══ Data provided ══
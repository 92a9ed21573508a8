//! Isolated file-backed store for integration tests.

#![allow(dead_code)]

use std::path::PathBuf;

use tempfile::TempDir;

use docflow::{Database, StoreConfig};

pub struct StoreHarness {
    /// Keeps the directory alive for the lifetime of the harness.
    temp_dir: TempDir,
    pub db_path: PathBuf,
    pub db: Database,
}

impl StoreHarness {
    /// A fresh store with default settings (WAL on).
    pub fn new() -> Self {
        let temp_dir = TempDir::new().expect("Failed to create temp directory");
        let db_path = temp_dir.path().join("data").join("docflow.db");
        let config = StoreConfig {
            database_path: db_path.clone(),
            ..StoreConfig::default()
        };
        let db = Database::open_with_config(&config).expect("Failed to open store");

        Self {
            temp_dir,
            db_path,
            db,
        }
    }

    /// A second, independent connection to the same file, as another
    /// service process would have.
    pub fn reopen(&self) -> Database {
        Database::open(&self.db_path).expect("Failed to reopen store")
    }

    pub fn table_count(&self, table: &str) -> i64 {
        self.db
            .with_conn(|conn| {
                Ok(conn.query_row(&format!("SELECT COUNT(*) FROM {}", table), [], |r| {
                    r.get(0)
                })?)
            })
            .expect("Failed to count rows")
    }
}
═══
══ Data provided ══
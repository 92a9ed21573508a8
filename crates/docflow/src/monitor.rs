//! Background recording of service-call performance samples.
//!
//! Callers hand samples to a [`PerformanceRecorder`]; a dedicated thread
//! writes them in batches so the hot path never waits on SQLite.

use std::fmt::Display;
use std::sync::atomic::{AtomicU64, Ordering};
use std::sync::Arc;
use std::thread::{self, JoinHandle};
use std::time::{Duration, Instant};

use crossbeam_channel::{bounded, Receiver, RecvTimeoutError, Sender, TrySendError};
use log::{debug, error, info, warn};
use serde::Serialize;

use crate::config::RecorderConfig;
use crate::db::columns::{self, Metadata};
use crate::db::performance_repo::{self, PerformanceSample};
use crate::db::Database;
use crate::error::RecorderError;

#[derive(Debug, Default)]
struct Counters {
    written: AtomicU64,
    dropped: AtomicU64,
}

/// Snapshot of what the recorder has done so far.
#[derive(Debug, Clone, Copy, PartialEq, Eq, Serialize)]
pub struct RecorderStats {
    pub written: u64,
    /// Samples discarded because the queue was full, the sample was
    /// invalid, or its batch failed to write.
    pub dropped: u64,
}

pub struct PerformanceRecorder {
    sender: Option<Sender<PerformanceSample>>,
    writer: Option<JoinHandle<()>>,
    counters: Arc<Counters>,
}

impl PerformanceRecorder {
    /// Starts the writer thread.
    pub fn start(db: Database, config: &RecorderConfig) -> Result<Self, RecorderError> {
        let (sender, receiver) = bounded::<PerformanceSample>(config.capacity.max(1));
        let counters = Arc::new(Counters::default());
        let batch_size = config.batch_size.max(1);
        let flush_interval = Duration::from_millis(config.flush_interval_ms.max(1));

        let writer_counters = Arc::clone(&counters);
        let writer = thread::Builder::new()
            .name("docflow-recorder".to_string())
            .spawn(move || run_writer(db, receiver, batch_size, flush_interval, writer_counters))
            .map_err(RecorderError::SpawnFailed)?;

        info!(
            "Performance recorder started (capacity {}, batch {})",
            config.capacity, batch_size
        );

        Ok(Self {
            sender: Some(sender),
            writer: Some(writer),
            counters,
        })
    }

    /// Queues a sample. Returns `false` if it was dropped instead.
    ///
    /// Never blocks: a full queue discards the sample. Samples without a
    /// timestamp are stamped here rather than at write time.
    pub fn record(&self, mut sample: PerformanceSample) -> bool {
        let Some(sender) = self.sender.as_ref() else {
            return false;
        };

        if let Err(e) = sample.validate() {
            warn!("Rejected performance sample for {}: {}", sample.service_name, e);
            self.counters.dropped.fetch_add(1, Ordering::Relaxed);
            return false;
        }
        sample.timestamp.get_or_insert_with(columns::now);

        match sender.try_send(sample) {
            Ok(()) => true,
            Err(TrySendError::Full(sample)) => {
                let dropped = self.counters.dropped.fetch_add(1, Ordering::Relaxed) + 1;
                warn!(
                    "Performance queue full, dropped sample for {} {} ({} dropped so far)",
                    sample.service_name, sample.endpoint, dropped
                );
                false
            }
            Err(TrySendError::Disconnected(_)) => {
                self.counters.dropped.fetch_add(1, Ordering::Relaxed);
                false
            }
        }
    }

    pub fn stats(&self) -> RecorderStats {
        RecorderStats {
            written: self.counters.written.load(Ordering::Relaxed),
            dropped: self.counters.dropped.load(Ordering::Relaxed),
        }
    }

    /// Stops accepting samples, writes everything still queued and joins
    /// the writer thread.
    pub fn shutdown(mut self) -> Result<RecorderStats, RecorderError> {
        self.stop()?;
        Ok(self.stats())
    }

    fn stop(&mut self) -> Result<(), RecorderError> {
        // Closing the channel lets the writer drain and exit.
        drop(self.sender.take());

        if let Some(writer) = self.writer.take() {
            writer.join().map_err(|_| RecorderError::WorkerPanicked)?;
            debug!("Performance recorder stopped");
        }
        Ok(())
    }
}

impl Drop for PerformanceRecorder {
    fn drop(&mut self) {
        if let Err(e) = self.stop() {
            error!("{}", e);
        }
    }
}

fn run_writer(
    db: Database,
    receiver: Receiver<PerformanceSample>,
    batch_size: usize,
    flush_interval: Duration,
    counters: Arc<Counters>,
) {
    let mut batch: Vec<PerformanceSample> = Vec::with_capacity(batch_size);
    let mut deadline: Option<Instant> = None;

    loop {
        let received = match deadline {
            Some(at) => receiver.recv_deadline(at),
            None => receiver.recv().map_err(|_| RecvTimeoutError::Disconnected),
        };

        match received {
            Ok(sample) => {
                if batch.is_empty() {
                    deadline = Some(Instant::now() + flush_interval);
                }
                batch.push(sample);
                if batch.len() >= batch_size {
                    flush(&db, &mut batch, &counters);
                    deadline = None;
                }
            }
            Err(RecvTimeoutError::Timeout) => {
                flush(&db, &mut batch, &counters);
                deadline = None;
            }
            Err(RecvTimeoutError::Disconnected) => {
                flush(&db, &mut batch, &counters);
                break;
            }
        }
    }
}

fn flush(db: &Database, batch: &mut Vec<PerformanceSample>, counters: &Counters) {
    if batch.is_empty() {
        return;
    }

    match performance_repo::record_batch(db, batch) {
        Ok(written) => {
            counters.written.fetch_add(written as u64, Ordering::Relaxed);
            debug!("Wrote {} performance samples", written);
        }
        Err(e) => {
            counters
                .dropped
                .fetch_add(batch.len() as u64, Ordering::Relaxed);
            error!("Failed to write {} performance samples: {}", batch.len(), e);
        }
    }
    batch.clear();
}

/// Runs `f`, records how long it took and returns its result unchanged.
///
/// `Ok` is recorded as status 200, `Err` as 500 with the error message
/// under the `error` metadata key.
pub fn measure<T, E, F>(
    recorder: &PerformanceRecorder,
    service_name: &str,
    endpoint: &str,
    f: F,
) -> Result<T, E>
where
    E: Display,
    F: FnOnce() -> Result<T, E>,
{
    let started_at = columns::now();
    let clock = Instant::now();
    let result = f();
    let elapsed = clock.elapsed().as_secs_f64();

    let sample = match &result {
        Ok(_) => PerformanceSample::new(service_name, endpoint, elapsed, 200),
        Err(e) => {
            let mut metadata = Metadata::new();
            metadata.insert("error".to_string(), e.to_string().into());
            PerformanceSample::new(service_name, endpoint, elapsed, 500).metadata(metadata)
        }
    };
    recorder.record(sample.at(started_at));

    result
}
═══
══ Data provided ══
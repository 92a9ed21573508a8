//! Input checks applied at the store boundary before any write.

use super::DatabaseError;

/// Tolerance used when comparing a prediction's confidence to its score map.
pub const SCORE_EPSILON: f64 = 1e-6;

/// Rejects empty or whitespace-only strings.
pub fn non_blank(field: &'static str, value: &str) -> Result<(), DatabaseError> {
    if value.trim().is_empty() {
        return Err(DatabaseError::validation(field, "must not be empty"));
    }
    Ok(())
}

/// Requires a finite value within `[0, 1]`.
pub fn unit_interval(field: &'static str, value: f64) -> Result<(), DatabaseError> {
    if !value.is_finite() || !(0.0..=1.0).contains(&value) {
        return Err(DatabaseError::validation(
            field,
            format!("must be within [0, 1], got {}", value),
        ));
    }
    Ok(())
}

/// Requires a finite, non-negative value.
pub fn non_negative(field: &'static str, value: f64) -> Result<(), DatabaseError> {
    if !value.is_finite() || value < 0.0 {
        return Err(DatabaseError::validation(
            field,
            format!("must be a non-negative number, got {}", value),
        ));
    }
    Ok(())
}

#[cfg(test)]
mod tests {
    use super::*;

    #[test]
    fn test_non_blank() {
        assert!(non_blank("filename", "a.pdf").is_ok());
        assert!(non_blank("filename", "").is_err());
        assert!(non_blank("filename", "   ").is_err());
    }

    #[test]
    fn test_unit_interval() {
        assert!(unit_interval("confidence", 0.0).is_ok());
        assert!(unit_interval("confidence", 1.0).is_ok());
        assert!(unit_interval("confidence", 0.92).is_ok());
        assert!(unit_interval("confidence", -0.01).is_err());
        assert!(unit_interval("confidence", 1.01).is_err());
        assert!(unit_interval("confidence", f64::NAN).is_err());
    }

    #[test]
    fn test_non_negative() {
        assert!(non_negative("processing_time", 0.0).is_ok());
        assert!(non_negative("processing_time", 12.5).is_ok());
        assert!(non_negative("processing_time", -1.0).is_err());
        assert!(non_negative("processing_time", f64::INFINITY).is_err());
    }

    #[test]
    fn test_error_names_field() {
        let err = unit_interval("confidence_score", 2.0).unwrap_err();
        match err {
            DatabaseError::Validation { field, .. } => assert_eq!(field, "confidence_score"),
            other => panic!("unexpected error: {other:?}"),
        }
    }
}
═══
**Exercise requirements:** All the lines that hold the word "None" must appear in the answer, copied from the records.

**Final answer:**
    let mut deadline: Option<Instant> = None;
            None => receiver.recv().map_err(|_| RecvTimeoutError::Disconnected),
                    deadline = None;
                deadline = None;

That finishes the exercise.